What the task asks: Search the data for the string "crate", and report each line where it is found.
Start of Dataset entries
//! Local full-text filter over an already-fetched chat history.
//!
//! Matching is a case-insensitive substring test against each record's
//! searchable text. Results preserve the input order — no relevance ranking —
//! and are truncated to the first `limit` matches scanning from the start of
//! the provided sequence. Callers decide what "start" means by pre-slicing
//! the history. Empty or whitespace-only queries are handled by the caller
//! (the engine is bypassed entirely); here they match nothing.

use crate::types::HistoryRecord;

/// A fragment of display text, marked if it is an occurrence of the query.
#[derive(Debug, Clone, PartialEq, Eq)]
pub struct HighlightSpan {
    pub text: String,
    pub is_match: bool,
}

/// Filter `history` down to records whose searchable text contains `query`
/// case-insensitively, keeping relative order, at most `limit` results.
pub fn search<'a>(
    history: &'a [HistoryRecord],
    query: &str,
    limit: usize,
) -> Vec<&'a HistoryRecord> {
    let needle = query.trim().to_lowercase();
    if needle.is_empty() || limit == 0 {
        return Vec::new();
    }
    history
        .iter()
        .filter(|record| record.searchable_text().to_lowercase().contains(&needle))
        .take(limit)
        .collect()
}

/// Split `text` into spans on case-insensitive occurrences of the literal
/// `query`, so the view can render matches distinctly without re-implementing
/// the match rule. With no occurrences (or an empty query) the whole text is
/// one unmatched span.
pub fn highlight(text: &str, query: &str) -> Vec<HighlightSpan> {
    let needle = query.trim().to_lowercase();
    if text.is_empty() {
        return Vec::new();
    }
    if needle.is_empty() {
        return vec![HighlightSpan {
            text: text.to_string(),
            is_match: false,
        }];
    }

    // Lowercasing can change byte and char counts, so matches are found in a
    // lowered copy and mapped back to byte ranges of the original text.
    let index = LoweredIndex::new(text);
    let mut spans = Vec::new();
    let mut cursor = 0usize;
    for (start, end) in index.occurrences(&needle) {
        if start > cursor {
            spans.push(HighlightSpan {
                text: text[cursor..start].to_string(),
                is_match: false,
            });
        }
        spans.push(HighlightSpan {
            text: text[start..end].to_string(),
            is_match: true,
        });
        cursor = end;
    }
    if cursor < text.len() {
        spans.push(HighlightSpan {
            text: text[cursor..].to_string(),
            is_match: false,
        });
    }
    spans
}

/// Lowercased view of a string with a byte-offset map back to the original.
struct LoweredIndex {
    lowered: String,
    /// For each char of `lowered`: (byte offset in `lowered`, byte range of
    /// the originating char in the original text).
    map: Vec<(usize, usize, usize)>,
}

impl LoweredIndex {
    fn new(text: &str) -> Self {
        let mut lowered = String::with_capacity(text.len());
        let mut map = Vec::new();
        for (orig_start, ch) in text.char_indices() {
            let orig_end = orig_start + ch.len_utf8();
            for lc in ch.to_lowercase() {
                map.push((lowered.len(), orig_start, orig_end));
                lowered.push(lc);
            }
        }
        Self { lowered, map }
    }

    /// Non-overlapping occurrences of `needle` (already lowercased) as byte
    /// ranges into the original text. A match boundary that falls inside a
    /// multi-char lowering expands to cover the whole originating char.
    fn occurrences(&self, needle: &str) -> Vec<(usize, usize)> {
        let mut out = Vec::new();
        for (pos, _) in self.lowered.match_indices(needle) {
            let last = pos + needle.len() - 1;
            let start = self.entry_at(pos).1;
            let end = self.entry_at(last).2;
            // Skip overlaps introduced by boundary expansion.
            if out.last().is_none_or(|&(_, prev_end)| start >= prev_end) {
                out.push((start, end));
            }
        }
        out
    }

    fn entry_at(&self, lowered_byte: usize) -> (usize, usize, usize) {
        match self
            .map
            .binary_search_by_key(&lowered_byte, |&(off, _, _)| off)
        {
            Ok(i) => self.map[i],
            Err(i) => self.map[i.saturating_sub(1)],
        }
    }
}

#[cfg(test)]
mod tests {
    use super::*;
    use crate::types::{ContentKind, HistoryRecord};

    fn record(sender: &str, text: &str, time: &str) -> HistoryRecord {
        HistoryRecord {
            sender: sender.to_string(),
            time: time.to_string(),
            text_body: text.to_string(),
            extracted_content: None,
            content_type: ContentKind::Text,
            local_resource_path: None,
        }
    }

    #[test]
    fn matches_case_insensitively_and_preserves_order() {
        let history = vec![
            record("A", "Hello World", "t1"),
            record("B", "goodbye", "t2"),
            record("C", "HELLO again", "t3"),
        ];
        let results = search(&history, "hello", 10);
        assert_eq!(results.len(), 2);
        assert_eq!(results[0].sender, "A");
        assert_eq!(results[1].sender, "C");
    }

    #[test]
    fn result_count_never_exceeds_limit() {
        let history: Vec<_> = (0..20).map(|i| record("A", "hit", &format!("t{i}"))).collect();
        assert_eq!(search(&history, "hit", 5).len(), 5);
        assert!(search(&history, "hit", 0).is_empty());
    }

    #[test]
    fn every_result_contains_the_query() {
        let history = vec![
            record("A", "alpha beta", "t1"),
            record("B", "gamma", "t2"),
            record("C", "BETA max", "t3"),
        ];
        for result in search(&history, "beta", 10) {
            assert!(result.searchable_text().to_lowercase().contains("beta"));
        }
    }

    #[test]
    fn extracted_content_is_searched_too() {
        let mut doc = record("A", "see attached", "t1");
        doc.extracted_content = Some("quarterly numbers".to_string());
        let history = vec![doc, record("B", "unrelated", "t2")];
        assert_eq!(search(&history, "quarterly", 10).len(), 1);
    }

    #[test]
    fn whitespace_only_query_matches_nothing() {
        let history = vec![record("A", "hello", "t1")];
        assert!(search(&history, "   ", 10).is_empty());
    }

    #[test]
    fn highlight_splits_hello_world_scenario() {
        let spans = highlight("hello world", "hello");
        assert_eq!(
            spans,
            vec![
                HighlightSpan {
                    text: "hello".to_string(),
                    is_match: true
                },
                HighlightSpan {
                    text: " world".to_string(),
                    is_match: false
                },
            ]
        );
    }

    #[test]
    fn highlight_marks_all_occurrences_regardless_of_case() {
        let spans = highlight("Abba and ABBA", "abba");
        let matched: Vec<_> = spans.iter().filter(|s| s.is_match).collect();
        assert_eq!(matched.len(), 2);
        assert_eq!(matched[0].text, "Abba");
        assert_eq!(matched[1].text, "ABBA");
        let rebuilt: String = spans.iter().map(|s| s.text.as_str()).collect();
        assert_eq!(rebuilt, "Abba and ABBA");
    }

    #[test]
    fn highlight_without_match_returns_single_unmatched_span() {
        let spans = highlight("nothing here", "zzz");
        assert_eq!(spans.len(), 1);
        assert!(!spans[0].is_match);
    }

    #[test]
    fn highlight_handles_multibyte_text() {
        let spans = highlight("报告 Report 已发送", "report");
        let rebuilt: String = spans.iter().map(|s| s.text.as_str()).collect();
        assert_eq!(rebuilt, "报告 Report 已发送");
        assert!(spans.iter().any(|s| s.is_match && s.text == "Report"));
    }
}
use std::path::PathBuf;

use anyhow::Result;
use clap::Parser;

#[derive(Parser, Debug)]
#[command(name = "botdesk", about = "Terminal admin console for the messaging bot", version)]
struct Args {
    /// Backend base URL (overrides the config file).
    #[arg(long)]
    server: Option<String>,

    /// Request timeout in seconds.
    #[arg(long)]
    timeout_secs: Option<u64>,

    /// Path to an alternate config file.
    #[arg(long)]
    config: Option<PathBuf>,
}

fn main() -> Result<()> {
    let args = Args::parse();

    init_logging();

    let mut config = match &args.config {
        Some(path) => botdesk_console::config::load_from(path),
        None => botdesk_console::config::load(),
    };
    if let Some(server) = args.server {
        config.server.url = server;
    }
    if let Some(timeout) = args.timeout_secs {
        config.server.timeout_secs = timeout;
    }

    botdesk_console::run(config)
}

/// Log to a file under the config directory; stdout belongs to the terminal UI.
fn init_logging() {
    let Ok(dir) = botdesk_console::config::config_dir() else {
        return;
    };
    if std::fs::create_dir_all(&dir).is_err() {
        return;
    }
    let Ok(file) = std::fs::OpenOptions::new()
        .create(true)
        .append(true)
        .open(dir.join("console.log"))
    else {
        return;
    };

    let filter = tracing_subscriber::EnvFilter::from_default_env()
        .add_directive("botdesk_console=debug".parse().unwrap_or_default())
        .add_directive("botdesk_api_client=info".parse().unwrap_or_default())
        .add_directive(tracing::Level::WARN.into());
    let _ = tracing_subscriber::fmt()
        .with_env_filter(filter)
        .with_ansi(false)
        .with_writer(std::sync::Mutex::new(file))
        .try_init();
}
End of Dataset entries
Answer box:
use crate::types::HistoryRecord;
    use crate::types::{ContentKind, HistoryRecord};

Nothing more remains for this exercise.